GIVEN DATA:

[Start of Attachment]

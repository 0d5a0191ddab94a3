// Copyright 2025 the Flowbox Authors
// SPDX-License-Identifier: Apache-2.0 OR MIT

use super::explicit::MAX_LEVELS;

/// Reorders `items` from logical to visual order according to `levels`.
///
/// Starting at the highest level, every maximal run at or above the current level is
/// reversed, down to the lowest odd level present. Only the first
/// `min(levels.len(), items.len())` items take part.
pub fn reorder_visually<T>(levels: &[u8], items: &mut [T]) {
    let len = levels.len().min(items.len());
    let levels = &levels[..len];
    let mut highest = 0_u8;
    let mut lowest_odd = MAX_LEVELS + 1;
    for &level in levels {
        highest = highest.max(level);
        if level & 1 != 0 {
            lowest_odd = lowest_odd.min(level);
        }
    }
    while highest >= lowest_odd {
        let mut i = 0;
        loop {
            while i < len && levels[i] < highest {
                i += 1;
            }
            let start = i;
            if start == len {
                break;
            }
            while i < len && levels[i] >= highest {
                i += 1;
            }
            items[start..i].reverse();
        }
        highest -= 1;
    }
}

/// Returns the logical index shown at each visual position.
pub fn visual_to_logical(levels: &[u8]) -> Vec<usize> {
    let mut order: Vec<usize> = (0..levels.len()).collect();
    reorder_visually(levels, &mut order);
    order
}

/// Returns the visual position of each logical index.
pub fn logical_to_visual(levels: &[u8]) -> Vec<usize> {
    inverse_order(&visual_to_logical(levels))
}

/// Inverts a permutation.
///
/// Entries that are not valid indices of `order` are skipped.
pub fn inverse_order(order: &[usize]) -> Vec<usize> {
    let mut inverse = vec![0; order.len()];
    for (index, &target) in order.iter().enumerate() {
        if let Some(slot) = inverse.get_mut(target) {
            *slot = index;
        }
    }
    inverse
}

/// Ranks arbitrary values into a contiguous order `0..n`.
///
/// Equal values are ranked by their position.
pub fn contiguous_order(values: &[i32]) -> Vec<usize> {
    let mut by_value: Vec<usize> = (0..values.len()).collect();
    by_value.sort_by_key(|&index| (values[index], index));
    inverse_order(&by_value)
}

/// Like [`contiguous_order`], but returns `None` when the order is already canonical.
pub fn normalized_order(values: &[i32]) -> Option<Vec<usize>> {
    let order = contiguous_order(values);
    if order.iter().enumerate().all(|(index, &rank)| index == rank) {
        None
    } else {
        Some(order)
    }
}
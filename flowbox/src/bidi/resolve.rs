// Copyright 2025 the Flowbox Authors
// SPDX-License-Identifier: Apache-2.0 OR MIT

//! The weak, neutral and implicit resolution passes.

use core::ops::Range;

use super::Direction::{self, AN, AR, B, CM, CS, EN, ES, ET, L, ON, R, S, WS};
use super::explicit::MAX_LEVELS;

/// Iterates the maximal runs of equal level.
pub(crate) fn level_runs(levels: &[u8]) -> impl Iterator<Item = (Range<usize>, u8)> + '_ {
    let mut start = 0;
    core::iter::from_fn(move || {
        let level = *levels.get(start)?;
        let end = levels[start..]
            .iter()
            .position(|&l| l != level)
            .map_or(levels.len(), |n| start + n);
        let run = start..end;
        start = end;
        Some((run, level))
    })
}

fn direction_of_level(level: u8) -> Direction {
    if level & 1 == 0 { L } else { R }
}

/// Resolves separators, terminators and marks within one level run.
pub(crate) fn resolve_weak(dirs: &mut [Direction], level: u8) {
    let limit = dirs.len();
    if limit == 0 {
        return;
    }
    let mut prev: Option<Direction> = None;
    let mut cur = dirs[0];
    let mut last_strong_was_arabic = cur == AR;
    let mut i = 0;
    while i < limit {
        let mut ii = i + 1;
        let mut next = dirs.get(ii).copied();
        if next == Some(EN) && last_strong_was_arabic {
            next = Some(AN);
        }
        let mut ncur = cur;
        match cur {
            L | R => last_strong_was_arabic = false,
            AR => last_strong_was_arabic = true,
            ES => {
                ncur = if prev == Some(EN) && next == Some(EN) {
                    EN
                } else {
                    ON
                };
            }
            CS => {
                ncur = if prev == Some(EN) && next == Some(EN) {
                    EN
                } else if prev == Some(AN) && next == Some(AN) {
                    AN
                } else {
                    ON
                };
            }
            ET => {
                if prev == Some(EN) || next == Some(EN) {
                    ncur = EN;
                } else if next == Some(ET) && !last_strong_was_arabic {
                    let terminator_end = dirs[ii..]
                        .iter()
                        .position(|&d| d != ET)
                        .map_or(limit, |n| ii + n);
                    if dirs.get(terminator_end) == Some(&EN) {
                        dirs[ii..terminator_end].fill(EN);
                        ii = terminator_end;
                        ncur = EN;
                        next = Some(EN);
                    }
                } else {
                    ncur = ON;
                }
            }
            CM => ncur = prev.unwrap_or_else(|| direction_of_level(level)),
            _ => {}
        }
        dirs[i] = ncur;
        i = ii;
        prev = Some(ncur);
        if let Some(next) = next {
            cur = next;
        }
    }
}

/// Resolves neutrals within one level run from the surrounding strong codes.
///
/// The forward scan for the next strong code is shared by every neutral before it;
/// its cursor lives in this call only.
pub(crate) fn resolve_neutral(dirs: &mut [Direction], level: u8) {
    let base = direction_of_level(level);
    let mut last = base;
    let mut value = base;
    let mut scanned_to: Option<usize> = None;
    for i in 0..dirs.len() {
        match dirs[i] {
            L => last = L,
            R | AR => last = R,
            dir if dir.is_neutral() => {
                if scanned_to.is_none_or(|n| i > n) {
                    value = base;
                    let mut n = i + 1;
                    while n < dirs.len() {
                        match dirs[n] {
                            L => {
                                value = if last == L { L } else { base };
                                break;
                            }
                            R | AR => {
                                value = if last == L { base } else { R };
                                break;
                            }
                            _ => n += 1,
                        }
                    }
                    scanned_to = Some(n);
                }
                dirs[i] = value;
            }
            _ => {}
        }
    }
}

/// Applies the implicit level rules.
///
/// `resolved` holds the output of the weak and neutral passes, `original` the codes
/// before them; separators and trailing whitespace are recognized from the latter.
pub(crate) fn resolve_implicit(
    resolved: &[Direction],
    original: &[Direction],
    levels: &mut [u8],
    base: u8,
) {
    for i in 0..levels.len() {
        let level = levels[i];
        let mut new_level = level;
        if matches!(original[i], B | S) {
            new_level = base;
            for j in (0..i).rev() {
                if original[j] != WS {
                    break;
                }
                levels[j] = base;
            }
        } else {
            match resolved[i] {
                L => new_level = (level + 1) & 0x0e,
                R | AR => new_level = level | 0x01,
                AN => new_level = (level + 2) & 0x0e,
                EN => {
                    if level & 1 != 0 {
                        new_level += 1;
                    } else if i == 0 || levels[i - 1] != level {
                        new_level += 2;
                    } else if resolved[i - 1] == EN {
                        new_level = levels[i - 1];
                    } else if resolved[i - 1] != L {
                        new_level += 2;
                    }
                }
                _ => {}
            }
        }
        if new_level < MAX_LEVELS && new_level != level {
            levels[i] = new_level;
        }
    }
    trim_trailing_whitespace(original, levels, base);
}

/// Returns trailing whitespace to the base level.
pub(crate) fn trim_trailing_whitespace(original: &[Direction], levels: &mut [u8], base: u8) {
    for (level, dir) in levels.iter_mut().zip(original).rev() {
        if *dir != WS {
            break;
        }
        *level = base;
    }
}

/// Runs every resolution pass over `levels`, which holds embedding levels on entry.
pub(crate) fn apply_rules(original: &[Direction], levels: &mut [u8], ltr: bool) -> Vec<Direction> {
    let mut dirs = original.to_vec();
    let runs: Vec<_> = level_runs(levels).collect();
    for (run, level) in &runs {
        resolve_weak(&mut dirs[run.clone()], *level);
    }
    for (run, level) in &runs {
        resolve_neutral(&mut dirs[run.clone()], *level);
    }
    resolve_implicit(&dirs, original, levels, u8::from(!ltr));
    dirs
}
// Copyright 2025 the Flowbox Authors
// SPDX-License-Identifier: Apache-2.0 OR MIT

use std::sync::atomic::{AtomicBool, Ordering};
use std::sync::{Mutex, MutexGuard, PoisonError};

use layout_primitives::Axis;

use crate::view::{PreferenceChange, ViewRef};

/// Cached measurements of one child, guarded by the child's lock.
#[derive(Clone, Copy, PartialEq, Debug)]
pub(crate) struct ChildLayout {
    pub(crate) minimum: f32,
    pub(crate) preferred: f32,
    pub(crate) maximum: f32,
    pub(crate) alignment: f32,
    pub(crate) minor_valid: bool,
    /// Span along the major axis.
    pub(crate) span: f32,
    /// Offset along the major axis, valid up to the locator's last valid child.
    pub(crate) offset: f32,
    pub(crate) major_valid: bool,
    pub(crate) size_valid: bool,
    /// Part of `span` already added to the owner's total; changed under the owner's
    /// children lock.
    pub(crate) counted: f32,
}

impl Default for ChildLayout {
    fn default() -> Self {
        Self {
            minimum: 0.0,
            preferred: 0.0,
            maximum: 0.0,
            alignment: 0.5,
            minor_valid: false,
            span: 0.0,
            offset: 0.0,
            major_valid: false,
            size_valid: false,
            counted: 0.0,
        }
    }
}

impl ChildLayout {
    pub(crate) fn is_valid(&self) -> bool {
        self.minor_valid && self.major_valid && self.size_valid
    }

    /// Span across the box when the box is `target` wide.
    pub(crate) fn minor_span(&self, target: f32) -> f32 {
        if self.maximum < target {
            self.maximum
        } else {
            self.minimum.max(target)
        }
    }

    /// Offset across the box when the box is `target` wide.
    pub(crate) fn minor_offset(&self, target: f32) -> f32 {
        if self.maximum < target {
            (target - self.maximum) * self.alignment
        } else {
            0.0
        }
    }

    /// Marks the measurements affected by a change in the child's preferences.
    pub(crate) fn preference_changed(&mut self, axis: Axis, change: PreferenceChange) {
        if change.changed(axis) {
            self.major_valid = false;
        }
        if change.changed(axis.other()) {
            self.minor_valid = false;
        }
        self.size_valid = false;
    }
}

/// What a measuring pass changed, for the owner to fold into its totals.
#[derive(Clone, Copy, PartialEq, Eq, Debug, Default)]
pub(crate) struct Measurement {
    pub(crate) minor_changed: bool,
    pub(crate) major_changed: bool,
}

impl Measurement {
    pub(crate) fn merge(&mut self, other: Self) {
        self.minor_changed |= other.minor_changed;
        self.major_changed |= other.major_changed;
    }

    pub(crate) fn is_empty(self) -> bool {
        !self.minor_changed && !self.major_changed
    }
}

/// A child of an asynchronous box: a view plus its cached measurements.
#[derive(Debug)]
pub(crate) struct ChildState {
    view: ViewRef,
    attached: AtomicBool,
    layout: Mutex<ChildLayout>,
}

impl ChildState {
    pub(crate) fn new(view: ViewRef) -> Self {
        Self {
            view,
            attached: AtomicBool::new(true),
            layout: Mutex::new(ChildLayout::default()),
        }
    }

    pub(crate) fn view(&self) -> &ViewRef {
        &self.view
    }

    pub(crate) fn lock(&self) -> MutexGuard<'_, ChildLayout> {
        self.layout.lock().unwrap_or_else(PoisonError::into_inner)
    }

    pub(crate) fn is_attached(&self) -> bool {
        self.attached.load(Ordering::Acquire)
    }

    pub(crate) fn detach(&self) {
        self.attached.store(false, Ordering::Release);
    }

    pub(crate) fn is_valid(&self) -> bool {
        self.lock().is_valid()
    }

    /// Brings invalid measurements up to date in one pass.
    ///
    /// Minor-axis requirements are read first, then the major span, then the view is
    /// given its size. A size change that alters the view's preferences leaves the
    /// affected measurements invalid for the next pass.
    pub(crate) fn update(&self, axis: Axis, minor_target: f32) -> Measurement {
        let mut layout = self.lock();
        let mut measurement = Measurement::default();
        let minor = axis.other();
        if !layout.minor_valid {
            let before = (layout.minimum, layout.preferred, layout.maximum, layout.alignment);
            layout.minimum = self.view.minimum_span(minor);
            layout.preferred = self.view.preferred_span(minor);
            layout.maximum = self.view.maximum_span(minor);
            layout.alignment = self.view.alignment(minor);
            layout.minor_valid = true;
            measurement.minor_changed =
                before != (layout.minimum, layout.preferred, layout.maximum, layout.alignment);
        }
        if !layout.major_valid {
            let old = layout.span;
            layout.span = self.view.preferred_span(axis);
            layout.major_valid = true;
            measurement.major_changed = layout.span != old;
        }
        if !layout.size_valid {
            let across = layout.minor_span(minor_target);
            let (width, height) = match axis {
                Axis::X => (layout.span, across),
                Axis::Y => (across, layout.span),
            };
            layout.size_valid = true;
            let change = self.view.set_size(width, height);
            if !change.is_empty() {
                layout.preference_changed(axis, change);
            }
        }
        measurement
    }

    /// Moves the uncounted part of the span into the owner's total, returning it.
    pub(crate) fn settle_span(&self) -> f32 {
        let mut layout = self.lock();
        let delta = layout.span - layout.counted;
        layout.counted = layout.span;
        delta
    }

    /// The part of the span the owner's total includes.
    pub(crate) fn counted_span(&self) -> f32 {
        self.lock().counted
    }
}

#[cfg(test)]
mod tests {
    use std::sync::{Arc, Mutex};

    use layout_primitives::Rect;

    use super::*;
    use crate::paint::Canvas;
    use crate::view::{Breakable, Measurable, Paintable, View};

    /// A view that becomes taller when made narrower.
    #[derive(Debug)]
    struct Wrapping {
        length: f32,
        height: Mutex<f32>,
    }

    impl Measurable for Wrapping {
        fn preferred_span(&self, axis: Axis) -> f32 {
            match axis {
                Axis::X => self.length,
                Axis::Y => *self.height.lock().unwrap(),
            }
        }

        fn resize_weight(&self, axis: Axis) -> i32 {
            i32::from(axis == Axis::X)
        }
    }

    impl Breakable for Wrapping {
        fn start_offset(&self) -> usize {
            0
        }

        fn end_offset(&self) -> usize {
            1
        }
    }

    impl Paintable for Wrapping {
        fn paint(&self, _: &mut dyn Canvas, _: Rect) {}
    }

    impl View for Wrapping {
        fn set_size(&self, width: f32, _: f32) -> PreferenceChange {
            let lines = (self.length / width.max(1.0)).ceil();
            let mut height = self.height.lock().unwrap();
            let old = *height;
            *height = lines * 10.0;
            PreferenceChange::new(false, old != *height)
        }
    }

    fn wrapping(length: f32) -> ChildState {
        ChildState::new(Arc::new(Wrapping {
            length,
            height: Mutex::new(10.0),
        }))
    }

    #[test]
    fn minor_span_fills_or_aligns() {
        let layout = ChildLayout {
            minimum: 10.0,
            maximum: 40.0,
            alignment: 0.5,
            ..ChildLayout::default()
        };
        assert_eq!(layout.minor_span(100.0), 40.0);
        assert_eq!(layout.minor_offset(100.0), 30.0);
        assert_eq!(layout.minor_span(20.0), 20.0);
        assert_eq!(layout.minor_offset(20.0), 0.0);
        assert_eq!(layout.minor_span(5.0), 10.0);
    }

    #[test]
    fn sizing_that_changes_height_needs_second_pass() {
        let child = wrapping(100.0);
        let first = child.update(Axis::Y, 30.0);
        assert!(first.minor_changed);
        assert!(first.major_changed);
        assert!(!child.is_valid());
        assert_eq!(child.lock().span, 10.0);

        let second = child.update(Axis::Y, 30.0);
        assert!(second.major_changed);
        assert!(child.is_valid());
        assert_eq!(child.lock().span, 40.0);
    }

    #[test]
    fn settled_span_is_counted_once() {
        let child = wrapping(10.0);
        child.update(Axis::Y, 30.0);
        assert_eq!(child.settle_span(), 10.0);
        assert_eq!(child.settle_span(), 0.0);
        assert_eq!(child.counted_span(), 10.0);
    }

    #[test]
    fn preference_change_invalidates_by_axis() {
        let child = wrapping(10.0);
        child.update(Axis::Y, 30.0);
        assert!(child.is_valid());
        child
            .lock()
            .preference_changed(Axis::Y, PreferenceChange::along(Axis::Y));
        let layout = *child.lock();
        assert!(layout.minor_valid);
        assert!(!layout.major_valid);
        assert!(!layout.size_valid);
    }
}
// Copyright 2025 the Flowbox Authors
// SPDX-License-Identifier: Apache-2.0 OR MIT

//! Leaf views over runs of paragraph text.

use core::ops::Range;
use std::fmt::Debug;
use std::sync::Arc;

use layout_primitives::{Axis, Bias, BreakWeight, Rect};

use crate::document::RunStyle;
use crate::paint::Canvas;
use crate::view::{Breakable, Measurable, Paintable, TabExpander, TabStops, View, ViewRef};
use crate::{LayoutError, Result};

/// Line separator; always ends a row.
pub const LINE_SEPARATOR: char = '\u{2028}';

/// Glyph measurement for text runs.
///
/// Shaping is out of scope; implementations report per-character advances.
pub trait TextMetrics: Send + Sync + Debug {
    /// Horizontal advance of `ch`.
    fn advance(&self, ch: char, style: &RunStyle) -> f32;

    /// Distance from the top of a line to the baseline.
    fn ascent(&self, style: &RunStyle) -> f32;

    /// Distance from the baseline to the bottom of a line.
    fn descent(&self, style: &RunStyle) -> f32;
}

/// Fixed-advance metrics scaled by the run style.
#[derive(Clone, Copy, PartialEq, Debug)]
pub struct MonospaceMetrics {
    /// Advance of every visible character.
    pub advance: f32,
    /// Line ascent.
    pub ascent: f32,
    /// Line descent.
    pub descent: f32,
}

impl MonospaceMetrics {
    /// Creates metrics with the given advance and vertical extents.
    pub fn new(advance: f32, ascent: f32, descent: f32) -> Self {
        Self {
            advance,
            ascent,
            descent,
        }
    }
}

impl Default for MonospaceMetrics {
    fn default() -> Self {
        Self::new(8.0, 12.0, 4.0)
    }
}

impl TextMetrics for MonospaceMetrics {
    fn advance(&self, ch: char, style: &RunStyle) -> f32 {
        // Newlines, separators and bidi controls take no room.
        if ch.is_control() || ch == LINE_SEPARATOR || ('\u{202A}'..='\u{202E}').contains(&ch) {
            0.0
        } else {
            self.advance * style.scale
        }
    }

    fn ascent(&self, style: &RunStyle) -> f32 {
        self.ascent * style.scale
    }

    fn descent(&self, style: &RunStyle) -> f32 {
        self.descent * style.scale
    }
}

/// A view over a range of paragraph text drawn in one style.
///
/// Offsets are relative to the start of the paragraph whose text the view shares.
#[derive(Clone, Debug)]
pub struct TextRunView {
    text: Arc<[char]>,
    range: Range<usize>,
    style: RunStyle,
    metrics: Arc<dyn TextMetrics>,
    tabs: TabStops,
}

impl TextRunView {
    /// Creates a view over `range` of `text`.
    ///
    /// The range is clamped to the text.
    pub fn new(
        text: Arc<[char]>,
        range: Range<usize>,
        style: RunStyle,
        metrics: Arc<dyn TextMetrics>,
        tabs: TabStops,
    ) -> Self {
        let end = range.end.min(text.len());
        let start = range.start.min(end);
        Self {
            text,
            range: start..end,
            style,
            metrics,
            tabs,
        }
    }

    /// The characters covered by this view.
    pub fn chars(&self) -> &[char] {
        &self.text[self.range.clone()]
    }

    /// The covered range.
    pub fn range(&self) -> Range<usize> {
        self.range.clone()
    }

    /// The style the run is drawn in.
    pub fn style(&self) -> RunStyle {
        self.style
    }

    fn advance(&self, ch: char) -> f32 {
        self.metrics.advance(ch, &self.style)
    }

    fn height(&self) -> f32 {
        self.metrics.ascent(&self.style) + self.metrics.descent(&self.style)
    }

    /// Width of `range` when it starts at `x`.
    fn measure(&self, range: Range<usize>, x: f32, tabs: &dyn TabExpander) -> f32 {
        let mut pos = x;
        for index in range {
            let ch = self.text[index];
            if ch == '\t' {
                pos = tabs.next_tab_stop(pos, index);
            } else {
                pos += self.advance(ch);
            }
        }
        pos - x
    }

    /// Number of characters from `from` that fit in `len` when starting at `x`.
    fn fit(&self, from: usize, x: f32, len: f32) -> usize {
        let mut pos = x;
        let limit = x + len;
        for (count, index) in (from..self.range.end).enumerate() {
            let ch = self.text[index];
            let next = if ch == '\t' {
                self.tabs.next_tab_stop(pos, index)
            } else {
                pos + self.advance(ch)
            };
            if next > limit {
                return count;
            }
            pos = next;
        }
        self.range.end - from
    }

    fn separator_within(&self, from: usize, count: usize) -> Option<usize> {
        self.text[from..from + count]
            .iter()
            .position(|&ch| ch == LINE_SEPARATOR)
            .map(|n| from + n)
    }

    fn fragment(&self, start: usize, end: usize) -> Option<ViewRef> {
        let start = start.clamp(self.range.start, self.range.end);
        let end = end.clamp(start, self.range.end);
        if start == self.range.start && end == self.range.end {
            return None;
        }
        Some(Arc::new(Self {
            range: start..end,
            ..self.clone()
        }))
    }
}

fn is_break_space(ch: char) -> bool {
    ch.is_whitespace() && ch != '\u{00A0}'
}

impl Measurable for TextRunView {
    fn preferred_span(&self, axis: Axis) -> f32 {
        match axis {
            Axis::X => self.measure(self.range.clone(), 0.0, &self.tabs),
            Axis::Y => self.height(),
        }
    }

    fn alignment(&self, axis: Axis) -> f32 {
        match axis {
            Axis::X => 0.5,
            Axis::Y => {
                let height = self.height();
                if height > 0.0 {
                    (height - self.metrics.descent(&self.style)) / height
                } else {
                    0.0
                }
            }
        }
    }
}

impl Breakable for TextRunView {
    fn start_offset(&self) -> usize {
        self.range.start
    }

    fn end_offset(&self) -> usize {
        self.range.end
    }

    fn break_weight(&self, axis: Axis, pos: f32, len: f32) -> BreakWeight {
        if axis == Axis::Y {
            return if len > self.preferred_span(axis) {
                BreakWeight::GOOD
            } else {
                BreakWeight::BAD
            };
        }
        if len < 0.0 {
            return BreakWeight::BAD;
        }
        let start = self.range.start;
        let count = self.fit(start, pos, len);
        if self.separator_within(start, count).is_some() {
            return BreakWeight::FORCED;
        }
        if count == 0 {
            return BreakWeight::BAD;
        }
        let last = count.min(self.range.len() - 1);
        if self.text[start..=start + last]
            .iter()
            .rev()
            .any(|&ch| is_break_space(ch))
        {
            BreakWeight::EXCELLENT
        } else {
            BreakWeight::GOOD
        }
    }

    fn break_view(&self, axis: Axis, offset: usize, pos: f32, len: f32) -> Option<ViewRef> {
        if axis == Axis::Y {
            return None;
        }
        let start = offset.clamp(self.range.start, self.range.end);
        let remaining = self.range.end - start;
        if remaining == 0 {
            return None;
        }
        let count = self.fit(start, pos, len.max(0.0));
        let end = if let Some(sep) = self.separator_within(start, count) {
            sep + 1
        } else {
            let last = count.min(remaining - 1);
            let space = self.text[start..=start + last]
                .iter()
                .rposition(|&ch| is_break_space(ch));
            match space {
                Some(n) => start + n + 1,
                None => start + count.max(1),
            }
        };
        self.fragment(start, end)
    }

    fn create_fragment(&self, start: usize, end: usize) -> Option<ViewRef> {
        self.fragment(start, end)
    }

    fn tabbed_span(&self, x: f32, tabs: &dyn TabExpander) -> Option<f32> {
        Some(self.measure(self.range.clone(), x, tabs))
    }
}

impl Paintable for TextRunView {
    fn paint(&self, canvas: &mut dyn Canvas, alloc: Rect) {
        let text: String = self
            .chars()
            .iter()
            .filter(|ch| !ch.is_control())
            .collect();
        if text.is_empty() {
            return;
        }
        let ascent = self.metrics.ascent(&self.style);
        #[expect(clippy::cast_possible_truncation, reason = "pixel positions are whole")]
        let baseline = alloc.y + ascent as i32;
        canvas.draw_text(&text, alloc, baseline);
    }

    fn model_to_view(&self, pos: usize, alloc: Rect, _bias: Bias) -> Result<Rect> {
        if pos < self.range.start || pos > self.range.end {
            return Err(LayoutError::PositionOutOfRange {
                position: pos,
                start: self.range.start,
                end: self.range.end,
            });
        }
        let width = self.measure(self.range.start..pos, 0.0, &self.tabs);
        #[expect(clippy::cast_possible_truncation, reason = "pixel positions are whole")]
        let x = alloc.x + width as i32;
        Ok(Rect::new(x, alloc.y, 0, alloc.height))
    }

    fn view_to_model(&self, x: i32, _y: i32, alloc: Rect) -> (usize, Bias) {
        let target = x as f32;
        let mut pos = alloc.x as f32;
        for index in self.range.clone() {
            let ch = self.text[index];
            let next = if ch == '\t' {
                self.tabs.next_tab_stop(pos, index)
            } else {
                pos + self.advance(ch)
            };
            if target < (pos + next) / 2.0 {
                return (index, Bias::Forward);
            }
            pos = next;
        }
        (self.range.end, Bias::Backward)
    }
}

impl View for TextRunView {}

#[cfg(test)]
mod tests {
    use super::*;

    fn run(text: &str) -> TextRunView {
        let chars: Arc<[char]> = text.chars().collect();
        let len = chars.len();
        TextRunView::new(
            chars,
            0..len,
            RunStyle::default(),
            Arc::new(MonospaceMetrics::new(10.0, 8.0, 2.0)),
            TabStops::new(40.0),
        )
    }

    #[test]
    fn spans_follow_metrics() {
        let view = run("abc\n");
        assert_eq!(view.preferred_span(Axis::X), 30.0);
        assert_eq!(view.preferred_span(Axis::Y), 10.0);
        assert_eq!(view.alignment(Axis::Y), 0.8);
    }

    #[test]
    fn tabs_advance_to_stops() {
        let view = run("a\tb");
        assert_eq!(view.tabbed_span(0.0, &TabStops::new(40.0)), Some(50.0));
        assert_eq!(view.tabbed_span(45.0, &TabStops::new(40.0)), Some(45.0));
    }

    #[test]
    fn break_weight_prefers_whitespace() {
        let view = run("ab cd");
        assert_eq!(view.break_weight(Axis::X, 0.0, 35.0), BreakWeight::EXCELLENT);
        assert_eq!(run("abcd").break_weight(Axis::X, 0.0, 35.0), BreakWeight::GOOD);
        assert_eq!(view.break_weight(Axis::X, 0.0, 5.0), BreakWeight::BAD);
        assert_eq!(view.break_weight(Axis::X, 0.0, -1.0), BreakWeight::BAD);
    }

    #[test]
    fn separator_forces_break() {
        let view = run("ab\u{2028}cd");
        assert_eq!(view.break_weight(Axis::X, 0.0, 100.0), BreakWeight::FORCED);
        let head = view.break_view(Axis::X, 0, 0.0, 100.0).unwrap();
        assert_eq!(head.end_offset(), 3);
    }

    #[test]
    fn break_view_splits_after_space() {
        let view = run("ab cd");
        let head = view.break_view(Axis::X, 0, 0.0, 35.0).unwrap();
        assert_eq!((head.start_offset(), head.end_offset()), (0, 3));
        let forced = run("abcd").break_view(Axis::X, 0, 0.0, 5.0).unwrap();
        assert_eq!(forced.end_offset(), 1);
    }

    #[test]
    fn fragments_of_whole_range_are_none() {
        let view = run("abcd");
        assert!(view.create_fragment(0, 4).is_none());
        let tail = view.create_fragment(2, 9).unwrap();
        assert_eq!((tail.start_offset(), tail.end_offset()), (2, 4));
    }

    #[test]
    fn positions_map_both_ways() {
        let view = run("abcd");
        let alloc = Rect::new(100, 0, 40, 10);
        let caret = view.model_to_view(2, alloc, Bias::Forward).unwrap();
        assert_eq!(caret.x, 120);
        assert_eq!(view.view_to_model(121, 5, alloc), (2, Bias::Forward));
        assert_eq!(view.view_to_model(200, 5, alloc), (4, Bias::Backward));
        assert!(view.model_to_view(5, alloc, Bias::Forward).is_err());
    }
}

[End of Attachment]

TASK DETAILS:
Search the records line by line for the word "codes" and copy every line where it appears.

EXERCISE OUTPUT:
/// Resolves neutrals within one level run from the surrounding strong codes.
/// `resolved` holds the output of the weak and neutral passes, `original` the codes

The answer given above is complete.